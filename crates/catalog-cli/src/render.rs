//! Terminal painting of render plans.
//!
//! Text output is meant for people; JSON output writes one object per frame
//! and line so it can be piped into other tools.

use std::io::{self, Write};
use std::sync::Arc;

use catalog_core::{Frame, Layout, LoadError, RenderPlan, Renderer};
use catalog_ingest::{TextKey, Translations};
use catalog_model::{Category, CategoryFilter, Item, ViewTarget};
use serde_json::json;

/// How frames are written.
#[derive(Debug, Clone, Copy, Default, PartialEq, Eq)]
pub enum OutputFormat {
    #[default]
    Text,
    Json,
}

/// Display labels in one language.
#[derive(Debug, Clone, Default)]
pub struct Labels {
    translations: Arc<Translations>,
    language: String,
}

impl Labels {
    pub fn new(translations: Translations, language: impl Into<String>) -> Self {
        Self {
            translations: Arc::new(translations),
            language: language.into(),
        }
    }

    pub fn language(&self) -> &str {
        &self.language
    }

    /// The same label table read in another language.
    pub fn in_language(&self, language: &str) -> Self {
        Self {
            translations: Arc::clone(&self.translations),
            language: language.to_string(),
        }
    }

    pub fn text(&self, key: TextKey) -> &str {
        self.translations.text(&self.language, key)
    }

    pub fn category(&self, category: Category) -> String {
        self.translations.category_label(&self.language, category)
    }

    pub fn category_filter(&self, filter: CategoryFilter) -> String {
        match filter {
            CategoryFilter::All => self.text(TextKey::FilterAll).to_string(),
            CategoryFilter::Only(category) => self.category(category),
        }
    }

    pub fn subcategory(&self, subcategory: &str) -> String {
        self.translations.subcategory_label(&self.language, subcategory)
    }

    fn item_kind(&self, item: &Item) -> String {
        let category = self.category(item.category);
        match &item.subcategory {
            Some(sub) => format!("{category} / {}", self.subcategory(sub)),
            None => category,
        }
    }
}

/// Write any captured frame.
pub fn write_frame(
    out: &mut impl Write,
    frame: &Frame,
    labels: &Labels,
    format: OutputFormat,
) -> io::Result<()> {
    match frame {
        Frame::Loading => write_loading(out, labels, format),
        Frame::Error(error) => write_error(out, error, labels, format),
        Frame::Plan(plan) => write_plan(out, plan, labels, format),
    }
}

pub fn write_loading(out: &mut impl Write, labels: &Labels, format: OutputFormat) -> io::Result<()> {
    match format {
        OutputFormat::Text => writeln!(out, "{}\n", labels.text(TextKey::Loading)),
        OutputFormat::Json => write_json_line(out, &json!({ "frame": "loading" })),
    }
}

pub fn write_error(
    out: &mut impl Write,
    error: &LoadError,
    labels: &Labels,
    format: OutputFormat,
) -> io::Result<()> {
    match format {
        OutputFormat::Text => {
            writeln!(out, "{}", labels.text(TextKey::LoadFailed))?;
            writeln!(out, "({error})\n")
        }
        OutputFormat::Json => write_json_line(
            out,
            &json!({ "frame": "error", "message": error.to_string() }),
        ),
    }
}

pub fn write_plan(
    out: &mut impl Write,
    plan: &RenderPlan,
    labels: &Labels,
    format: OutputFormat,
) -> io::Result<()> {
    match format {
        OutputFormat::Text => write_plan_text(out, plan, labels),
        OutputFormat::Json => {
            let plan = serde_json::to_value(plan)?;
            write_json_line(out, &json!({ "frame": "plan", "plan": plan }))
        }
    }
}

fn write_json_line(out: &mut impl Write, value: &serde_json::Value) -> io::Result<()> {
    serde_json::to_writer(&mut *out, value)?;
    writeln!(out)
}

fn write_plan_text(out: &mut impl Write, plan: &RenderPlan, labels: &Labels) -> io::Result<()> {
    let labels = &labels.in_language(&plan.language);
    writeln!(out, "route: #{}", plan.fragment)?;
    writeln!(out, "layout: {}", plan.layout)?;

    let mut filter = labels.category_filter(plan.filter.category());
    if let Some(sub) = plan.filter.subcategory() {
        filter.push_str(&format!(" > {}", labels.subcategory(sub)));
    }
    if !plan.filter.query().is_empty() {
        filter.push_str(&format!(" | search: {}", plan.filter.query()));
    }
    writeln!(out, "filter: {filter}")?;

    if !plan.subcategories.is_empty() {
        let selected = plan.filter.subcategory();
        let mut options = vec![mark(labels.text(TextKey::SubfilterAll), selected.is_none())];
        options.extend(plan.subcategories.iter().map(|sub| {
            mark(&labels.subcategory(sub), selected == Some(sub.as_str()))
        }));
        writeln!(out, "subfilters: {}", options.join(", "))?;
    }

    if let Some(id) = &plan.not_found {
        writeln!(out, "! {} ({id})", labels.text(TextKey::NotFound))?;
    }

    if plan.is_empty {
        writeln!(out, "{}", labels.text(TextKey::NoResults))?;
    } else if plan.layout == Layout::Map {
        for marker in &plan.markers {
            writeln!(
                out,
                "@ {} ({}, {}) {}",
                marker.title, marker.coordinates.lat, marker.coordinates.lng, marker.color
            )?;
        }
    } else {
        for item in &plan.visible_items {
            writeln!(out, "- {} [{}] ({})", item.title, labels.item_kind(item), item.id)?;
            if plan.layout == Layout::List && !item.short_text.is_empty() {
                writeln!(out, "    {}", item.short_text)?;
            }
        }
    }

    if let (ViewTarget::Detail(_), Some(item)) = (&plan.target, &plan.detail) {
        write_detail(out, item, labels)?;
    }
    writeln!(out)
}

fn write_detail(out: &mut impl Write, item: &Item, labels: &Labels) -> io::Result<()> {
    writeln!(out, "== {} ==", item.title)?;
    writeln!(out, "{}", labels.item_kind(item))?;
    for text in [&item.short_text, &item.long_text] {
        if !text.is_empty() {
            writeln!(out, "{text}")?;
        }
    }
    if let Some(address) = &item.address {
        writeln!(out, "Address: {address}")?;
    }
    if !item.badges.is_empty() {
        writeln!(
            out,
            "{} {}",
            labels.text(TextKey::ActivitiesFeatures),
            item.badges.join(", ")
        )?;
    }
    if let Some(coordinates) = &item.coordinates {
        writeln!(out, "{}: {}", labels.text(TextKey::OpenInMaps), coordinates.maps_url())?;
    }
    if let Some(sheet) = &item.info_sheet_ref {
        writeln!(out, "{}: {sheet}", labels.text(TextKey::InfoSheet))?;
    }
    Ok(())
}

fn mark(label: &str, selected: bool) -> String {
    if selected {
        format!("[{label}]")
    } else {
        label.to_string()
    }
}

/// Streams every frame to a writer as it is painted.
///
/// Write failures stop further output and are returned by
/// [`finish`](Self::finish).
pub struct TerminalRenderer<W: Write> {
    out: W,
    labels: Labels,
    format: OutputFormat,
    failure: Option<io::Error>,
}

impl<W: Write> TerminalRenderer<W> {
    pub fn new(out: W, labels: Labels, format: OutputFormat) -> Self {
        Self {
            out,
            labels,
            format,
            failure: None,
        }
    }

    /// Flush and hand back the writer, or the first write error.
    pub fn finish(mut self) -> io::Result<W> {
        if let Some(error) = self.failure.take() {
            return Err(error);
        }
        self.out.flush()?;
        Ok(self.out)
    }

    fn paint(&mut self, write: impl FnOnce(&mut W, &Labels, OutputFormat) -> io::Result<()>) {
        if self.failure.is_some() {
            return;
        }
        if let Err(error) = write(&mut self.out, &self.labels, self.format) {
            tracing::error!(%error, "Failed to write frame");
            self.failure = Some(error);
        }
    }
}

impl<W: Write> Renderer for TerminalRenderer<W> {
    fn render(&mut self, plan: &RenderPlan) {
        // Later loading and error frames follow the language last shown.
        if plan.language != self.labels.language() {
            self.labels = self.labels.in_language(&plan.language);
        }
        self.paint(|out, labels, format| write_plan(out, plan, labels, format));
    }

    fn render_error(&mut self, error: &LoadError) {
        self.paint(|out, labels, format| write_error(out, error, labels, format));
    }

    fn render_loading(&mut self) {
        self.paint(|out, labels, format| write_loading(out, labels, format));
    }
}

● ● ● ● ●

• Task to complete:
Please reproduce every line shown above, exactly as written.

• Final answer:
filename crates/catalog-cli/src/render.rs
//! Terminal painting of render plans.
//!
//! Text output is meant for people; JSON output writes one object per frame
//! and line so it can be piped into other tools.

use std::io::{self, Write};
use std::sync::Arc;

use catalog_core::{Frame, Layout, LoadError, RenderPlan, Renderer};
use catalog_ingest::{TextKey, Translations};
use catalog_model::{Category, CategoryFilter, Item, ViewTarget};
use serde_json::json;

/// How frames are written.
#[derive(Debug, Clone, Copy, Default, PartialEq, Eq)]
pub enum OutputFormat {
    #[default]
    Text,
    Json,
}

/// Display labels in one language.
#[derive(Debug, Clone, Default)]
pub struct Labels {
    translations: Arc<Translations>,
    language: String,
}

impl Labels {
    pub fn new(translations: Translations, language: impl Into<String>) -> Self {
        Self {
            translations: Arc::new(translations),
            language: language.into(),
        }
    }

    pub fn language(&self) -> &str {
        &self.language
    }

    /// The same label table read in another language.
    pub fn in_language(&self, language: &str) -> Self {
        Self {
            translations: Arc::clone(&self.translations),
            language: language.to_string(),
        }
    }

    pub fn text(&self, key: TextKey) -> &str {
        self.translations.text(&self.language, key)
    }

    pub fn category(&self, category: Category) -> String {
        self.translations.category_label(&self.language, category)
    }

    pub fn category_filter(&self, filter: CategoryFilter) -> String {
        match filter {
            CategoryFilter::All => self.text(TextKey::FilterAll).to_string(),
            CategoryFilter::Only(category) => self.category(category),
        }
    }

    pub fn subcategory(&self, subcategory: &str) -> String {
        self.translations.subcategory_label(&self.language, subcategory)
    }

    fn item_kind(&self, item: &Item) -> String {
        let category = self.category(item.category);
        match &item.subcategory {
            Some(sub) => format!("{category} / {}", self.subcategory(sub)),
            None => category,
        }
    }
}

/// Write any captured frame.
pub fn write_frame(
    out: &mut impl Write,
    frame: &Frame,
    labels: &Labels,
    format: OutputFormat,
) -> io::Result<()> {
    match frame {
        Frame::Loading => write_loading(out, labels, format),
        Frame::Error(error) => write_error(out, error, labels, format),
        Frame::Plan(plan) => write_plan(out, plan, labels, format),
    }
}

pub fn write_loading(out: &mut impl Write, labels: &Labels, format: OutputFormat) -> io::Result<()> {
    match format {
        OutputFormat::Text => writeln!(out, "{}\n", labels.text(TextKey::Loading)),
        OutputFormat::Json => write_json_line(out, &json!({ "frame": "loading" })),
    }
}

pub fn write_error(
    out: &mut impl Write,
    error: &LoadError,
    labels: &Labels,
    format: OutputFormat,
) -> io::Result<()> {
    match format {
        OutputFormat::Text => {
            writeln!(out, "{}", labels.text(TextKey::LoadFailed))?;
            writeln!(out, "({error})\n")
        }
        OutputFormat::Json => write_json_line(
            out,
            &json!({ "frame": "error", "message": error.to_string() }),
        ),
    }
}

pub fn write_plan(
    out: &mut impl Write,
    plan: &RenderPlan,
    labels: &Labels,
    format: OutputFormat,
) -> io::Result<()> {
    match format {
        OutputFormat::Text => write_plan_text(out, plan, labels),
        OutputFormat::Json => {
            let plan = serde_json::to_value(plan)?;
            write_json_line(out, &json!({ "frame": "plan", "plan": plan }))
        }
    }
}

fn write_json_line(out: &mut impl Write, value: &serde_json::Value) -> io::Result<()> {
    serde_json::to_writer(&mut *out, value)?;
    writeln!(out)
}

fn write_plan_text(out: &mut impl Write, plan: &RenderPlan, labels: &Labels) -> io::Result<()> {
    let labels = &labels.in_language(&plan.language);
    writeln!(out, "route: #{}", plan.fragment)?;
    writeln!(out, "layout: {}", plan.layout)?;

    let mut filter = labels.category_filter(plan.filter.category());
    if let Some(sub) = plan.filter.subcategory() {
        filter.push_str(&format!(" > {}", labels.subcategory(sub)));
    }
    if !plan.filter.query().is_empty() {
        filter.push_str(&format!(" | search: {}", plan.filter.query()));
    }
    writeln!(out, "filter: {filter}")?;

    if !plan.subcategories.is_empty() {
        let selected = plan.filter.subcategory();
        let mut options = vec![mark(labels.text(TextKey::SubfilterAll), selected.is_none())];
        options.extend(plan.subcategories.iter().map(|sub| {
            mark(&labels.subcategory(sub), selected == Some(sub.as_str()))
        }));
        writeln!(out, "subfilters: {}", options.join(", "))?;
    }

    if let Some(id) = &plan.not_found {
        writeln!(out, "! {} ({id})", labels.text(TextKey::NotFound))?;
    }

    if plan.is_empty {
        writeln!(out, "{}", labels.text(TextKey::NoResults))?;
    } else if plan.layout == Layout::Map {
        for marker in &plan.markers {
            writeln!(
                out,
                "@ {} ({}, {}) {}",
                marker.title, marker.coordinates.lat, marker.coordinates.lng, marker.color
            )?;
        }
    } else {
        for item in &plan.visible_items {
            writeln!(out, "- {} [{}] ({})", item.title, labels.item_kind(item), item.id)?;
            if plan.layout == Layout::List && !item.short_text.is_empty() {
                writeln!(out, "    {}", item.short_text)?;
            }
        }
    }

    if let (ViewTarget::Detail(_), Some(item)) = (&plan.target, &plan.detail) {
        write_detail(out, item, labels)?;
    }
    writeln!(out)
}

fn write_detail(out: &mut impl Write, item: &Item, labels: &Labels) -> io::Result<()> {
    writeln!(out, "== {} ==", item.title)?;
    writeln!(out, "{}", labels.item_kind(item))?;
    for text in [&item.short_text, &item.long_text] {
        if !text.is_empty() {
            writeln!(out, "{text}")?;
        }
    }
    if let Some(address) = &item.address {
        writeln!(out, "Address: {address}")?;
    }
    if !item.badges.is_empty() {
        writeln!(
            out,
            "{} {}",
            labels.text(TextKey::ActivitiesFeatures),
            item.badges.join(", ")
        )?;
    }
    if let Some(coordinates) = &item.coordinates {
        writeln!(out, "{}: {}", labels.text(TextKey::OpenInMaps), coordinates.maps_url())?;
    }
    if let Some(sheet) = &item.info_sheet_ref {
        writeln!(out, "{}: {sheet}", labels.text(TextKey::InfoSheet))?;
    }
    Ok(())
}

fn mark(label: &str, selected: bool) -> String {
    if selected {
        format!("[{label}]")
    } else {
        label.to_string()
    }
}

/// Streams every frame to a writer as it is painted.
///
/// Write failures stop further output and are returned by
/// [`finish`](Self::finish).
pub struct TerminalRenderer<W: Write> {
    out: W,
    labels: Labels,
    format: OutputFormat,
    failure: Option<io::Error>,
}

impl<W: Write> TerminalRenderer<W> {
    pub fn new(out: W, labels: Labels, format: OutputFormat) -> Self {
        Self {
            out,
            labels,
            format,
            failure: None,
        }
    }

    /// Flush and hand back the writer, or the first write error.
    pub fn finish(mut self) -> io::Result<W> {
        if let Some(error) = self.failure.take() {
            return Err(error);
        }
        self.out.flush()?;
        Ok(self.out)
    }

    fn paint(&mut self, write: impl FnOnce(&mut W, &Labels, OutputFormat) -> io::Result<()>) {
        if self.failure.is_some() {
            return;
        }
        if let Err(error) = write(&mut self.out, &self.labels, self.format) {
            tracing::error!(%error, "Failed to write frame");
            self.failure = Some(error);
        }
    }
}

impl<W: Write> Renderer for TerminalRenderer<W> {
    fn render(&mut self, plan: &RenderPlan) {
        // Later loading and error frames follow the language last shown.
        if plan.language != self.labels.language() {
            self.labels = self.labels.in_language(&plan.language);
        }
        self.paint(|out, labels, format| write_plan(out, plan, labels, format));
    }

    fn render_error(&mut self, error: &LoadError) {
        self.paint(|out, labels, format| write_error(out, error, labels, format));
    }

    fn render_loading(&mut self) {
        self.paint(|out, labels, format| write_loading(out, labels, format));
    }
}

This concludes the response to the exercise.